Clinical efficacy and tolerability of olmesartan

Background: Olmesartan medoxomil is an angiotensin II receptor antagonist that selectively and competitively inhibits the angiotensin 11 type 1 receptor.Objective: This article reviews the results of some key studies that assessed the efficacy and tolerability of olmesartan in patients with hypertension.Methods: Olmesartan has been investigated in several clinical studies. This article reports on data from 1 such study with a prospective, randomized, double-blind, placebo-controlled, parallel-group, dose-finding design in patients with mild to moderate hypertension (baseline mean sitting diastolic blood pressure, 100–114 mm Hg). The results from a meta-analysis of 7 randomized, double-blind, placebo-controlled studies are also presented.Results: In the dose-finding study, 792 patients were randomized to olmesartan (2.5–80 mg) or placebo once daily, and changes were recorded in trough mean sitting diastolic and systolic blood pressures from baseline to the end of a 12-week treatment period.

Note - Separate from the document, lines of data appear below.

impl Reconciler {
    pub fn new(
        store: Arc<TargetStore>,
        book: Arc<InstrumentBook>,
        venue: Arc<dyn MirrorVenue>,
        notify: NotifyHandle,
        cfg: ReconcileCfg,
    ) -> Self {
        Self {
            store,
            book,
            venue,
            locks: KeyLocks::new(),
            notify,
            journal: None,
            cfg,
            unmapped_seen: Mutex::new(HashSet::new()),
        }
    }

    pub fn with_journal(mut self, tx: mpsc::Sender<Event>) -> Self {
        self.journal = Some(tx);
        self
    }

    pub fn store(&self) -> &Arc<TargetStore> { &self.store }

    pub fn locks(&self) -> &KeyLocks { &self.locks }

    fn record(&self, ev: Event) {
        if let Some(tx) = &self.journal {
            let _ = tx.try_send(ev);
        }
    }

    /// Keys from the store plus any mirror exposure we do not track yet
    /// (adopted as orphans).
    async fn pass_keys(&self) -> Vec<PositionKey> {
        let mut keys = self.store.keys();
        match self.venue.exposed_keys().await {
            Ok(exposed) => {
                for k in exposed {
                    if self.store.adopt_orphan(&k) {
                        warn!(key = %k, "mirror exposure without source row, adopted as orphan");
                        self.notify.warn(format!("orphan {k} on mirror: holding until absence is confirmed"));
                        keys.push(k);
                    }
                }
            }
            Err(e) => warn!(error = %e, "exposed_keys failed, reconciling tracked keys only"),
        }
        keys.sort();
        keys.dedup();
        keys
    }

    pub async fn run_pass(&self) -> PassReport {
        let started = Instant::now();
        let keys = self.pass_keys().await;
        let results = join_all(keys.iter().map(|k| self.reconcile_key(k))).await;

        let mut report = PassReport::default();
        for (key, (intent, outcome)) in keys.into_iter().zip(results) {
            if let KeyOutcome::Failed(e) = &outcome {
                KEY_ERRORS.with_label_values(&[e.kind()]).inc();
            }
            if !matches!(outcome, KeyOutcome::InSync | KeyOutcome::Held) {
                self.record(Event::Outcome {
                    ts_ms: chrono::Utc::now().timestamp_millis(),
                    key: key.clone(),
                    outcome: outcome.to_string(),
                });
            }
            if let Some(i) = intent {
                report.intents.push(i);
            }
            report.outcomes.push((key, outcome));
        }
        PASS_SECONDS.observe(started.elapsed().as_secs_f64());
        debug!(keys = report.outcomes.len(), intents = report.intents.len(), "reconcile pass done");
        report
    }

    async fn reconcile_key(&self, key: &PositionKey) -> (Option<Intent>, KeyOutcome) {
        let Some(_guard) = self.locks.try_acquire(key) else {
            SKIPPED_BUSY.inc();
            debug!(%key, "still in flight, skipped");
            return (None, KeyOutcome::Busy);
        };

        let Some(desired) = self.store.get(key).and_then(|e| e.desired_quantity) else {
            debug!(%key, "desired quantity unknown, holding");
            return (None, KeyOutcome::Held);
        };

        let spec = match self.book.spec(&key.instrument) {
            Ok(s) => s,
            Err(e) => {
                if self.unmapped_seen.lock().insert(key.instrument.clone()) {
                    warn!(%key, "no instrument metadata, key skipped");
                    self.notify.warn(format!("{key}: no instrument metadata, not mirrored"));
                } else {
                    debug!(%key, "no instrument metadata");
                }
                return (None, KeyOutcome::Failed(e.into()));
            }
        };
        let target = spec.lots_for(desired, self.book.leverage());

        let observed = match self.venue.observed_lots(key).await {
            Ok(v) => v,
            Err(e) => {
                warn!(%key, error = %e, "observed lots unavailable");
                let err = ReconcileError::MirrorUnavailable { key: key.clone(), reason: e.to_string() };
                return (None, KeyOutcome::Failed(err));
            }
        };
        let label = key.to_string();
        TARGET_LOTS.with_label_values(&[&label]).set(target.to_f64().unwrap_or(0.0));
        OBSERVED_LOTS.with_label_values(&[&label]).set(observed.to_f64().unwrap_or(0.0));

        let Some(intent) = plan(key, desired, target, observed, spec.lot_step, self.cfg.hysteresis_fraction) else {
            debug!(%key, %target, %observed, "in sync");
            return (None, KeyOutcome::InSync);
        };

        INTENTS.with_label_values(&[intent.direction.as_str()]).inc();
        info!(
            %key,
            direction = intent.direction.as_str(),
            lots = %intent.mirror_lots,
            %target,
            %observed,
            "intent"
        );
        self.record(Event::Intent(intent.clone()));

        let outcome = match intent.direction {
            Direction::Open => self.execute_open(&intent, &spec.mirror_symbol).await,
            Direction::Close => self.execute_close(&intent, &spec.mirror_symbol).await,
        };
        (Some(intent), outcome)
    }

    async fn execute_open(&self, intent: &Intent, symbol: &str) -> KeyOutcome {
        let venue = &self.venue;
        let key = &intent.key;
        let lots = intent.mirror_lots;
        let res = with_retry(self.cfg.retry, "open", VenueError::is_retryable, move || venue.open(key, lots)).await;

        match res {
            Ok(fill) => {
                ORDERS.with_label_values(&["open", "ok"]).inc();
                info!(%key, lots = %fill.filled_lots, price = %fill.price, ticket = fill.ticket_id, "OPEN done");
                self.notify.info(format!(
                    "OPEN {symbol} {} {} lots @ {} (ticket {})",
                    key.side.as_str(),
                    fill.filled_lots,
                    fill.price,
                    fill.ticket_id
                ));
                KeyOutcome::Opened { lots: fill.filled_lots, price: fill.price, ticket_id: fill.ticket_id }
            }
            Err(ex) => KeyOutcome::Failed(self.submission_failed(key, Direction::Open, ex)),
        }
    }

    async fn execute_close(&self, intent: &Intent, symbol: &str) -> KeyOutcome {
        let key = &intent.key;
        let requested = intent.mirror_lots;

        let mut tickets = match self.venue.list_tickets(key).await {
            Ok(t) => t,
            Err(e) => {
                warn!(%key, error = %e, "list_tickets failed");
                return KeyOutcome::Failed(ReconcileError::MirrorUnavailable { key: key.clone(), reason: e.to_string() });
            }
        };
        // largest first; ties by ticket id so the order is stable
        tickets.sort_by(|a, b| b.lots.cmp(&a.lots).then(a.ticket_id.cmp(&b.ticket_id)));

        let mut remaining = requested;
        let mut closed = Decimal::ZERO;
        let mut last_price = None;
        let mut failure = None;
        for t in tickets {
            if remaining <= Decimal::ZERO {
                break;
            }
            let want = remaining.min(t.lots);
            let venue = &self.venue;
            let ticket_id = t.ticket_id;
            let res =
                with_retry(self.cfg.retry, "close", VenueError::is_retryable, move || venue.close(key, ticket_id, want))
                    .await;
            match res {
                Ok(fill) => {
                    ORDERS.with_label_values(&["close", "ok"]).inc();
                    debug!(%key, ticket = ticket_id, closed = %fill.closed_lots, "ticket closed");
                    closed += fill.closed_lots;
                    remaining -= fill.closed_lots;
                    last_price = Some(fill.price);
                }
                Err(ex) => {
                    failure = Some(self.submission_failed(key, Direction::Close, ex));
                    break;
                }
            }
        }

        if let Some(price) = last_price.filter(|_| closed > Decimal::ZERO) {
            info!(%key, %closed, %requested, %price, "CLOSE done");
            self.notify.info(format!("CLOSE {symbol} {} {closed} lots @ {price}", key.side.as_str()));
        }
        if let Some(err) = failure {
            return KeyOutcome::Failed(err);
        }
        match last_price {
            Some(price) if closed >= requested => KeyOutcome::Closed { lots: closed, price },
            _ => {
                SHORTFALLS.inc();
                warn!(%key, %requested, %closed, "close shortfall, not compensated");
                self.notify.warn(format!("{key}: close shortfall, requested {requested} lots, closed {closed}"));
                KeyOutcome::Failed(ReconcileError::PartialCloseShortfall { key: key.clone(), requested, closed })
            }
        }
    }

    fn submission_failed(&self, key: &PositionKey, direction: Direction, ex: Exhausted<VenueError>) -> ReconcileError {
        let dir = direction.as_str();
        match ex.error {
            VenueError::QuoteUnavailable(instr) => {
                ORDERS.with_label_values(&[dir, "no_quote"]).inc();
                warn!(%key, direction = dir, "no live quote, key aborted this tick");
                ReconcileError::QuoteUnavailable(instr)
            }
            other => {
                ORDERS.with_label_values(&[dir, "rejected"]).inc();
                error!(%key, direction = dir, attempts = ex.attempts, error = %other, "submission abandoned this tick");
                self.notify.warn(format!(
                    "{} {key} rejected after {} attempt(s): {other}",
                    dir.to_ascii_uppercase(),
                    ex.attempts
                ));
                ReconcileError::OrderRejected { key: key.clone(), attempts: ex.attempts, reason: other.to_string() }
            }
        }
    }

    /// Target vs observed for every key, without acting.
    pub async fn sync_report(&self) -> SyncReport {
        let mut report = SyncReport { ts_ms: chrono::Utc::now().timestamp_millis(), ..Default::default() };
        let mut seen = HashSet::new();

        for (key, entry) in self.store.entries() {
            let desired = match entry.desired_quantity {
                Some(q) if q > Decimal::ZERO => q,
                _ => continue,
            };
            seen.insert(key.clone());
            report.tracked += 1;
            let spec = match self.book.spec(&key.instrument) {
                Ok(s) => s,
                Err(_) => {
                    report.issues.push(SyncIssue::new(key, IssueKind::Unmapped, Decimal::ZERO, Decimal::ZERO));
                    continue;
                }
            };
            let target = spec.lots_for(desired, self.book.leverage());
            let observed = match self.venue.observed_lots(&key).await {
                Ok(v) => v,
                Err(_) => {
                    report.issues.push(SyncIssue::new(key, IssueKind::Unreadable, target, Decimal::ZERO));
                    continue;
                }
            };
            let band = spec.lot_step * self.cfg.hysteresis_fraction;
            if observed.is_zero() {
                report.issues.push(SyncIssue::new(key, IssueKind::MissingOnMirror, target, observed));
            } else if (target - observed).abs() >= band {
                report.issues.push(SyncIssue::new(key, IssueKind::LotDrift, target, observed));
            } else {
                report.matched += 1;
            }
        }
        report.mismatched = report.tracked - report.matched;

        if let Ok(exposed) = self.venue.exposed_keys().await {
            for key in exposed.into_iter().filter(|k| !seen.contains(k)) {
                let observed = self.venue.observed_lots(&key).await.unwrap_or(Decimal::ZERO);
                report.issues.push(SyncIssue::new(key, IssueKind::OnlyOnMirror, Decimal::ZERO, observed));
            }
        }
        report
    }
}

For the meta-analysis, 3055 patients were randomized to treatment; 2511 received olmesartan. In the dose-finding study as well as in the meta-analysis, olmesartan (2.5–80 mg once daily) produced a dose-dependent decrease in diastolic and systolic blood pressures, and at a dose of 10 to 80 mg showed significant superiority in reducing diastolic blood pressure over placebo (P < 0.05). The 20-mg dose was considered optimal, with a responder rate of 70%. Furthermore, in a 2-year study with 462 patients, olmesartan had a good safety profile and was well tolerated. The results of the clinical studies in >3000 patients receiving olmesartan showed that the frequency and profile of adverse events with olmesartan were generally similar to those with placebo; the frequency of adverse events was not dose related. Olmesartan, with or without hydrochlorothiazide, was well tolerated over 2 years of treatment.